A week ago I accompanied Andy to a real estate agency near our property location to inquire about its current market value. It is a residential property (dagagu jutaek /villa) in jeonse rental system. We’re thinking about whether we should change it to wolse system or just sell it to purchase another one located in a better area. Anyway, I took a photo of the house rental price list posted on the glass wall of the office just to give you an idea how much the rental cost in Seoul is. By the way, the houses rented with this price range are row houses or villa and not apartments. Apartment rental costs 2-3 times higher depending on the area.
Prices of the available house units for rent in a small neighborhood in Dongdaemun district
Jeonse: Key money
house with 3 rooms – 120 million won ($ 107,865 / PHP 4,707,728)

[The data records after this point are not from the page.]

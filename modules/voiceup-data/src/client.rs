//! Thin REST client for the managed data backend.
//!
//! Speaks the backend's PostgREST surface directly: table reads, RPC
//! calls and exact-count HEAD requests. Responses come back as wire rows;
//! normalization happens in `voiceup-common`.

use async_trait::async_trait;
use chrono::{DateTime, Utc};
use reqwest::header::{HeaderMap, HeaderValue, AUTHORIZATION, CONTENT_RANGE, CONTENT_TYPE, RANGE};
use serde::Deserialize;
use serde_json::json;
use url::Url;
use uuid::Uuid;

use voiceup_common::{
    Config, ContributionMetrics, Correlation, CorrelationFilters, ProblemRow, ProfileRow,
    ViewerVotes, VoiceUpError, VoteKind, VoteTotals,
};

use crate::realtime::{ChangeMarker, ChangeMarkerSource, Entity};
use crate::store::ProblemStore;

/// One row of the `problem_vote_totals` aggregate view.
#[derive(Debug, Deserialize)]
struct VoteTotalRow {
    problem_id: Option<Uuid>,
    net_votes: Option<i64>,
}

/// One row of the viewer's own-votes query.
#[derive(Debug, Deserialize)]
struct ViewerVoteRow {
    votable_id: Option<Uuid>,
    vote_type: Option<String>,
}

#[derive(Debug, Deserialize)]
struct UpdatedAtRow {
    updated_at: Option<DateTime<Utc>>,
}

pub struct DataClient {
    http: reqwest::Client,
    base_url: Url,
    api_key: String,
}

impl DataClient {
    pub fn new(base_url: &str, api_key: &str) -> Result<Self, VoiceUpError> {
        // Url::join treats the last path segment as a file unless the base
        // ends with a slash.
        let normalized = if base_url.ends_with('/') {
            base_url.to_string()
        } else {
            format!("{base_url}/")
        };
        let base_url = Url::parse(&normalized)
            .map_err(|e| VoiceUpError::Config(format!("invalid backend URL: {e}")))?;
        Ok(Self {
            http: reqwest::Client::new(),
            base_url,
            api_key: api_key.to_string(),
        })
    }

    pub fn from_config(config: &Config) -> Result<Self, VoiceUpError> {
        Self::new(&config.backend_url, &config.backend_api_key)
    }

    fn headers(&self) -> Result<HeaderMap, VoiceUpError> {
        let mut headers = HeaderMap::new();
        let key = HeaderValue::from_str(&self.api_key)
            .map_err(|e| VoiceUpError::Config(format!("invalid API key: {e}")))?;
        headers.insert("apikey", key);
        let bearer = HeaderValue::from_str(&format!("Bearer {}", self.api_key))
            .map_err(|e| VoiceUpError::Config(format!("invalid API key: {e}")))?;
        headers.insert(AUTHORIZATION, bearer);
        headers.insert(CONTENT_TYPE, HeaderValue::from_static("application/json"));
        Ok(headers)
    }

    fn table_url(&self, path: &str) -> Result<Url, VoiceUpError> {
        self.base_url
            .join(&format!("rest/v1/{path}"))
            .map_err(|e| VoiceUpError::Config(format!("invalid request path {path}: {e}")))
    }

    async fn get_json<T: serde::de::DeserializeOwned>(&self, url: Url) -> Result<T, VoiceUpError> {
        let response = self
            .http
            .get(url)
            .headers(self.headers()?)
            .send()
            .await
            .map_err(|e| VoiceUpError::Fetch(e.to_string()))?;
        Self::parse_json(response).await
    }

    async fn post_json<T: serde::de::DeserializeOwned>(
        &self,
        url: Url,
        body: &serde_json::Value,
    ) -> Result<T, VoiceUpError> {
        let response = self
            .http
            .post(url)
            .headers(self.headers()?)
            .json(body)
            .send()
            .await
            .map_err(|e| VoiceUpError::Fetch(e.to_string()))?;
        Self::parse_json(response).await
    }

    async fn parse_json<T: serde::de::DeserializeOwned>(
        response: reqwest::Response,
    ) -> Result<T, VoiceUpError> {
        if !response.status().is_success() {
            let status = response.status();
            let text = response
                .text()
                .await
                .map_err(|e| VoiceUpError::Fetch(e.to_string()))?;
            return Err(VoiceUpError::Fetch(format!(
                "backend request failed ({status}): {text}"
            )));
        }
        response
            .json::<T>()
            .await
            .map_err(|e| VoiceUpError::Fetch(format!("malformed backend response: {e}")))
    }

    /// Exact row count without fetching rows: a HEAD request with
    /// `Prefer: count=exact`, total read from the Content-Range header.
    async fn exact_count(&self, table: &str, user_filter: Option<Uuid>) -> Result<u64, VoiceUpError> {
        let mut url = self.table_url(table)?;
        {
            let mut pairs = url.query_pairs_mut();
            pairs.append_pair("select", "id");
            if let Some(user) = user_filter {
                pairs.append_pair("user_id", &format!("eq.{user}"));
            }
        }
        let mut headers = self.headers()?;
        headers.insert("Prefer", HeaderValue::from_static("count=exact"));
        headers.insert(RANGE, HeaderValue::from_static("0-0"));
        let response = self
            .http
            .head(url)
            .headers(headers)
            .send()
            .await
            .map_err(|e| VoiceUpError::Fetch(e.to_string()))?;
        if !response.status().is_success() {
            let status = response.status();
            return Err(VoiceUpError::Fetch(format!(
                "count request for {table} failed ({status})"
            )));
        }
        response
            .headers()
            .get(CONTENT_RANGE)
            .and_then(|value| value.to_str().ok())
            .and_then(parse_content_range_total)
            .ok_or_else(|| {
                VoiceUpError::Fetch(format!("count response for {table} missing Content-Range"))
            })
    }
}

#[async_trait]
impl ProblemStore for DataClient {
    async fn fetch_problems(&self) -> Result<Vec<ProblemRow>, VoiceUpError> {
        let mut url = self.table_url("problems")?;
        url.query_pairs_mut()
            .append_pair("select", "*")
            .append_pair("is_flagged", "eq.false")
            .append_pair("order", "created_at.desc");
        self.get_json(url).await
    }

    async fn fetch_nearby(&self, lat: f64, lng: f64) -> Result<Vec<ProblemRow>, VoiceUpError> {
        let url = self.table_url("rpc/nearby_problems")?;
        self.post_json(url, &json!({ "lat": lat, "lng": lng })).await
    }

    async fn fetch_problem_count(&self) -> Result<u64, VoiceUpError> {
        self.exact_count("problems", None).await
    }

    async fn fetch_vote_totals(&self) -> Result<VoteTotals, VoiceUpError> {
        let mut url = self.table_url("problem_vote_totals")?;
        url.query_pairs_mut()
            .append_pair("select", "problem_id,net_votes");
        let rows: Vec<VoteTotalRow> = self.get_json(url).await?;
        Ok(fold_vote_totals(rows))
    }

    async fn fetch_viewer_votes(&self, viewer: Uuid) -> Result<ViewerVotes, VoiceUpError> {
        let mut url = self.table_url("votes")?;
        url.query_pairs_mut()
            .append_pair("select", "votable_id,vote_type")
            .append_pair("user_id", &format!("eq.{viewer}"))
            .append_pair("votable_type", "eq.problem");
        let rows: Vec<ViewerVoteRow> = self.get_json(url).await?;
        Ok(fold_viewer_votes(rows))
    }

    async fn fetch_contribution_metrics(
        &self,
        user: Uuid,
    ) -> Result<ContributionMetrics, VoiceUpError> {
        let (reports_count, comments_count, votes_count) = tokio::try_join!(
            self.exact_count("problems", Some(user)),
            self.exact_count("comments", Some(user)),
            self.exact_count("votes", Some(user)),
        )?;
        Ok(ContributionMetrics {
            reports_count,
            comments_count,
            votes_count,
        })
    }

    async fn fetch_profile(&self, user: Uuid) -> Result<Option<ProfileRow>, VoiceUpError> {
        let mut url = self.table_url("profiles")?;
        url.query_pairs_mut()
            .append_pair("select", "*")
            .append_pair("id", &format!("eq.{user}"));
        let rows: Vec<ProfileRow> = self.get_json(url).await?;
        Ok(rows.into_iter().next())
    }

    async fn fetch_correlations(
        &self,
        filters: &CorrelationFilters,
    ) -> Result<Vec<Correlation>, VoiceUpError> {
        let url = self.table_url("rpc/category_correlations")?;
        let body = serde_json::to_value(filters)
            .map_err(|e| VoiceUpError::Fetch(format!("unencodable correlation filters: {e}")))?;
        self.post_json(url, &body).await
    }
}

#[async_trait]
impl ChangeMarkerSource for DataClient {
    /// Backend tables set `updated_at` on insert and bump it on update, so
    /// the newest `updated_at` moves on edits that change no row count
    /// (a vote flipped in place, an edited description).
    async fn change_marker(&self, entity: Entity) -> Result<ChangeMarker, VoiceUpError> {
        let table = entity.to_string();
        let row_count = self.exact_count(&table, None).await?;

        let mut url = self.table_url(&table)?;
        url.query_pairs_mut()
            .append_pair("select", "updated_at")
            .append_pair("order", "updated_at.desc.nullslast")
            .append_pair("limit", "1");
        let rows: Vec<UpdatedAtRow> = self.get_json(url).await?;
        let latest_change_at = rows.into_iter().next().and_then(|row| row.updated_at);

        Ok(ChangeMarker {
            row_count,
            latest_change_at,
        })
    }
}

fn fold_vote_totals(rows: Vec<VoteTotalRow>) -> VoteTotals {
    rows.into_iter()
        .filter_map(|row| Some((row.problem_id?, row.net_votes.unwrap_or(0))))
        .collect()
}

fn fold_viewer_votes(rows: Vec<ViewerVoteRow>) -> ViewerVotes {
    rows.into_iter()
        .filter_map(|row| {
            let kind = match row.vote_type.as_deref() {
                Some("upvote") => VoteKind::Upvote,
                Some("downvote") => VoteKind::Downvote,
                _ => return None,
            };
            Some((row.votable_id?, kind))
        })
        .collect()
}

fn parse_content_range_total(value: &str) -> Option<u64> {
    value.rsplit('/').next()?.trim().parse().ok()
}

#[cfg(test)]
mod tests {
    use super::*;

    #[test]
    fn content_range_totals() {
        assert_eq!(parse_content_range_total("0-24/3573"), Some(3573));
        assert_eq!(parse_content_range_total("*/0"), Some(0));
        assert_eq!(parse_content_range_total("0-9/*"), None);
        assert_eq!(parse_content_range_total("garbage"), None);
    }

    #[test]
    fn vote_totals_skip_rows_without_problem_id() {
        let id = Uuid::new_v4();
        let totals = fold_vote_totals(vec![
            VoteTotalRow {
                problem_id: Some(id),
                net_votes: Some(4),
            },
            VoteTotalRow {
                problem_id: None,
                net_votes: Some(9),
            },
        ]);
        assert_eq!(totals.len(), 1);
        assert_eq!(totals.get(&id), Some(&4));
    }

    #[test]
    fn vote_totals_default_missing_net_to_zero() {
        let id = Uuid::new_v4();
        let totals = fold_vote_totals(vec![VoteTotalRow {
            problem_id: Some(id),
            net_votes: None,
        }]);
        assert_eq!(totals.get(&id), Some(&0));
    }

    #[test]
    fn viewer_votes_skip_unknown_vote_types() {
        let up = Uuid::new_v4();
        let down = Uuid::new_v4();
        let odd = Uuid::new_v4();
        let votes = fold_viewer_votes(vec![
            ViewerVoteRow {
                votable_id: Some(up),
                vote_type: Some("upvote".to_string()),
            },
            ViewerVoteRow {
                votable_id: Some(down),
                vote_type: Some("downvote".to_string()),
            },
            ViewerVoteRow {
                votable_id: Some(odd),
                vote_type: Some("sideways".to_string()),
            },
            ViewerVoteRow {
                votable_id: None,
                vote_type: Some("upvote".to_string()),
            },
        ]);
        assert_eq!(votes.len(), 2);
        assert_eq!(votes.get(&up), Some(&VoteKind::Upvote));
        assert_eq!(votes.get(&down), Some(&VoteKind::Downvote));
    }

    #[test]
    fn base_url_gains_trailing_slash() {
        let client = DataClient::new("https://backend.example.com", "key").unwrap();
        let url = client.table_url("problems").unwrap();
        assert_eq!(url.as_str(), "https://backend.example.com/rest/v1/problems");
    }

    #[test]
    fn rejects_invalid_base_url() {
        assert!(DataClient::new("not a url", "key").is_err());
    }
}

- house with 3 rooms – 150 million won ($ 134,831 / PHP 5,884,660)
- house with2 rooms – 50 million won ($ 45,000 / PHP 1,961,553)
- house with 1 room – 55 million won ($ 49,438 / PHP 2,157,708)
- house with 1 room – 35 million won $ 31,460 / PHP 1,373,087)
Wolse: Monthly payment with deposit
- house with 2 rooms: 10 million won deposit & 350, 000 won monthly rental
($8,988 / PHP 392,310 deposit & $314 / PHP 13,730 monthly rental)
- house with 2 rooms (2nd or 3rd floor) : 20 million won deposit & 450,000 won monthly rental
($17,977 / PHP 784,621 deposit & $404 / PHP 17,653 monthly rental)
- house with 2 rooms ( 1st floor): 40 million won deposit & 100,000 won monthly rental
($35,955 / PHP 1,569,242 deposit & $90 / PHP 3,923 monthly rental)
- house with 1-2 rooms: 2-10 million won deposit & 200,000-400,000 won monthly rental
Many Koreans prefer renting a house over buying their own because of the jeonse system in which they can occupy the house and get back the money in full after two years. However, since interest rates are declining, landlords increase the jeonse rates to earn more from interest. And because of the increase of jeonse rates, more people can’t renew the contract and find another house with lower jeonse rate. Sometimes, it means moving to another city. Seoul is over-crowded and people are fighting for space. More and more people come to Seoul and finding an affordable place to live is becoming more difficult.
Fall season is fast approaching and it is by the way, the moving season in Korea. Many families move during that time, before the cold winter comes. What do you think about the Korean rental system? If you rent a house in Korea, would you go for jeonse or wolse?